A Productive Marriage
The New York State Energy Research and Development Authority (NYSERDA) found that PV systems on Energy Star homes make an impressive combination.
There were many hurdles to face in convincing production builders to participate in the demonstration program, install PV systems, and deal with interconnection agreement issues. However, the performance of the installed PV systems on Energy Star energy-efficient homes in New York has been impressive. As of this writing, three of the monitored PV homes are occupied, and the annual solar fractions range from 30% to 50% of household electricity use. And the results from a home in the Bronx and a home in Syracuse provide an interesting contrast.
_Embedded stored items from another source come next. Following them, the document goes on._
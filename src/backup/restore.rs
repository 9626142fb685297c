//! 还原子模块
//!
//! ## 职责
//! - 还原前在 `restore_snapshot/` 下快照当前数据库与资产目录
//! - 从归档整体替换数据库文件与 `images/` `thumbs/` `config/`
//! - 替换途中任何失败从快照回滚，保证不留下半还原状态
//!
//! ## 错误语义
//! - 归档无效或清单版本过新：返回 `Ok(false)`，现有数据不动
//! - 快照创建失败：记警告后继续（只是失去回滚能力），不中断还原
//! - 替换失败且回滚成功：返回 `AppError::Backup`，数据等同还原前

use std::fs::{self, File};
use std::io;
use std::path::{Path, PathBuf};

use flate2::read::GzDecoder;
use tar::Archive;

use crate::error::AppError;

use super::{
    BackupManager, CONFIG_PREFIX, DB_ENTRY, IMAGES_PREFIX, MANIFEST_ENTRY, MANIFEST_VERSION,
    THUMBS_PREFIX,
};

impl BackupManager {
    /// 从归档还原；无效或版本过新返回 `Ok(false)`，成功返回 `Ok(true)`
    pub fn restore_backup(&self, archive: &Path) -> Result<bool, AppError> {
        let Some(manifest) = Self::validate_backup(archive) else {
            log::warn!("备份归档 '{}' 无效，拒绝还原", archive.display());
            return Ok(false);
        };
        if manifest.version > MANIFEST_VERSION {
            log::warn!(
                "备份清单版本 {} 高于支持的 {}，拒绝还原",
                manifest.version,
                MANIFEST_VERSION
            );
            return Ok(false);
        }

        // 替换前先刷 WAL，快照里的数据库文件才完整
        self.store.checkpoint()?;

        let snapshot = match self.take_snapshot() {
            Ok(dir) => Some(dir),
            Err(e) => {
                log::warn!("创建还原快照失败，本次还原不可回滚: {}", e);
                None
            }
        };

        match self.replace_from_archive(archive) {
            Ok(()) => {
                if let Some(dir) = snapshot {
                    let _ = fs::remove_dir_all(dir);
                }
                Ok(true)
            }
            Err(e) => {
                if let Some(dir) = &snapshot {
                    match self.rollback_from_snapshot(dir) {
                        Ok(()) => {
                            let _ = fs::remove_dir_all(dir);
                            Err(AppError::Backup(format!("还原失败，已回滚: {}", e)))
                        }
                        Err(rb) => Err(AppError::Backup(format!(
                            "还原失败且回滚失败（快照保留在 '{}'）: {}; 回滚错误: {}",
                            dir.display(),
                            e,
                            rb
                        ))),
                    }
                } else {
                    Err(AppError::Backup(format!("还原失败且无快照可回滚: {}", e)))
                }
            }
        }
    }

    /// 把当前数据库与资产目录复制到快照目录，返回快照路径
    fn take_snapshot(&self) -> Result<PathBuf, AppError> {
        let snapshot = self.layout.snapshot_dir();
        if snapshot.exists() {
            fs::remove_dir_all(&snapshot)?;
        }
        fs::create_dir_all(&snapshot)?;

        fs::copy(self.layout.db_path(), snapshot.join(DB_ENTRY))?;
        copy_dir_flat(&self.layout.images_dir(), &snapshot.join("images"))?;
        copy_dir_flat(&self.layout.thumbs_dir(), &snapshot.join("thumbs"))?;
        copy_dir_flat(&self.layout.config_dir(), &snapshot.join("config"))?;
        Ok(snapshot)
    }

    /// 清空现场并从归档解包；条目名只取文件名部分，防止路径穿越
    fn replace_from_archive(&self, archive: &Path) -> Result<(), AppError> {
        remove_wal_sidecars(&self.layout.db_path());
        reset_dir(&self.layout.images_dir())?;
        reset_dir(&self.layout.thumbs_dir())?;
        reset_dir(&self.layout.config_dir())?;

        let file = File::open(archive)
            .map_err(|e| AppError::Backup(format!("打开备份归档失败: {}", e)))?;
        let mut reader = Archive::new(GzDecoder::new(file));
        let entries = reader
            .entries()
            .map_err(|e| AppError::Backup(format!("读取备份归档失败: {}", e)))?;

        for entry in entries {
            let mut entry =
                entry.map_err(|e| AppError::Backup(format!("读取归档条目失败: {}", e)))?;
            let name = entry
                .path()
                .map_err(|e| AppError::Backup(format!("解析归档条目名失败: {}", e)))?
                .to_string_lossy()
                .to_string();

            let target = if name == DB_ENTRY {
                Some(self.layout.db_path())
            } else if name == MANIFEST_ENTRY {
                None
            } else if let Some(rest) = name.strip_prefix(IMAGES_PREFIX) {
                entry_target(&self.layout.images_dir(), rest)
            } else if let Some(rest) = name.strip_prefix(THUMBS_PREFIX) {
                entry_target(&self.layout.thumbs_dir(), rest)
            } else if let Some(rest) = name.strip_prefix(CONFIG_PREFIX) {
                entry_target(&self.layout.config_dir(), rest)
            } else {
                log::debug!("跳过未知归档条目 '{}'", name);
                None
            };

            if let Some(target) = target {
                entry
                    .unpack(&target)
                    .map_err(|e| AppError::Backup(format!("解包 '{}' 失败: {}", name, e)))?;
            }
        }
        Ok(())
    }

    fn rollback_from_snapshot(&self, snapshot: &Path) -> Result<(), AppError> {
        remove_wal_sidecars(&self.layout.db_path());
        fs::copy(snapshot.join(DB_ENTRY), self.layout.db_path())?;
        reset_dir(&self.layout.images_dir())?;
        copy_dir_flat(&snapshot.join("images"), &self.layout.images_dir())?;
        reset_dir(&self.layout.thumbs_dir())?;
        copy_dir_flat(&snapshot.join("thumbs"), &self.layout.thumbs_dir())?;
        reset_dir(&self.layout.config_dir())?;
        copy_dir_flat(&snapshot.join("config"), &self.layout.config_dir())?;
        Ok(())
    }
}

/// 归档条目名映射到目标目录下的文件路径；名字异常时跳过
fn entry_target(dir: &Path, rest: &str) -> Option<PathBuf> {
    let name = Path::new(rest).file_name()?;
    Some(dir.join(name))
}

/// WAL 侧文件和主文件必须一起替换，否则旧日志会污染新数据库
fn remove_wal_sidecars(db_path: &Path) {
    for suffix in ["-wal", "-shm"] {
        let sidecar = PathBuf::from(format!("{}{}", db_path.display(), suffix));
        if let Err(e) = fs::remove_file(&sidecar) {
            if e.kind() != io::ErrorKind::NotFound {
                log::warn!("删除 '{}' 失败: {}", sidecar.display(), e);
            }
        }
    }
}

fn reset_dir(dir: &Path) -> Result<(), io::Error> {
    if dir.exists() {
        fs::remove_dir_all(dir)?;
    }
    fs::create_dir_all(dir)
}

/// 平铺复制目录下的常规文件；源目录不存在视为空
fn copy_dir_flat(src: &Path, dst: &Path) -> Result<(), io::Error> {
    fs::create_dir_all(dst)?;
    if !src.exists() {
        return Ok(());
    }
    for entry in fs::read_dir(src)?.flatten() {
        let path = entry.path();
        if path.is_file() {
            fs::copy(&path, dst.join(entry.file_name()))?;
        }
    }
    Ok(())
}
(For more on New York Energy Star Homes and the PV demonstration project, see “Pushing PV in New York.”)
Pushing PV and Efficiency
My employer, Steven Winter Associates, Incorporated, (SWA) and the National Association of Home Builders Research Center (NAHB-RC) were each awarded contracts by NYSERDA to implement this demonstration program. Our primary task was to recruit builders with qualifying projects and establish relationships among builders, raters, and PV system installers. Between the two contractors, SWA and NAHB-RC, 12 NYESH subdivisions of at least five homes each were to be established—two in each of six different utility service areas in New York State. At least one home in each subdivision was to have a PV system.
The objectives of the demonstration project were as follows:
• Demonstrate NYESH at the community or subdivision level.
• Install residential PV systems to develop market interest, demonstrate their performance and reliability, and document the process of establishing interconnection agreements with utilities and code issues.
• Document the benefits of Energy Star and PV-equipped homes through homeowner interviews, monitoring, and utility bill analysis.
The following incentives were available to NYESH builders from the NYESH program:
• $5,000 for a NYESH model home that is unoccupied and open to the public for a minimum of 60 days; and
• $1,000 for each NYESH sold.
In addition to these standard NYESH program incentives, attractive PV system incentives were offered exclusively through this demonstration project. For a grid-tied PV system on a NYESH model home, 100% of the installed cost would be covered, up to the lesser of $10 per AC watt installed or $20,000. For the second and third PV systems to be installed in the same subdivision, the incentives were 75% and 60%, respectively, of the installed cost. At the time, market prices for PV panel systems were approximately $9 per AC watt installed. Thus, the demonstration project systems, in most instances, were sized 2.4 kW–2.6 kW to receive the maximum incentive of $20,000. In summary, a free 2 kW system was available for a NYESH model and second and third systems could be installed in the subdivision for $5,000 and $8,000, respectively. The intent of the significant model home incentive was to have installed PV systems be available for public viewing and promotion.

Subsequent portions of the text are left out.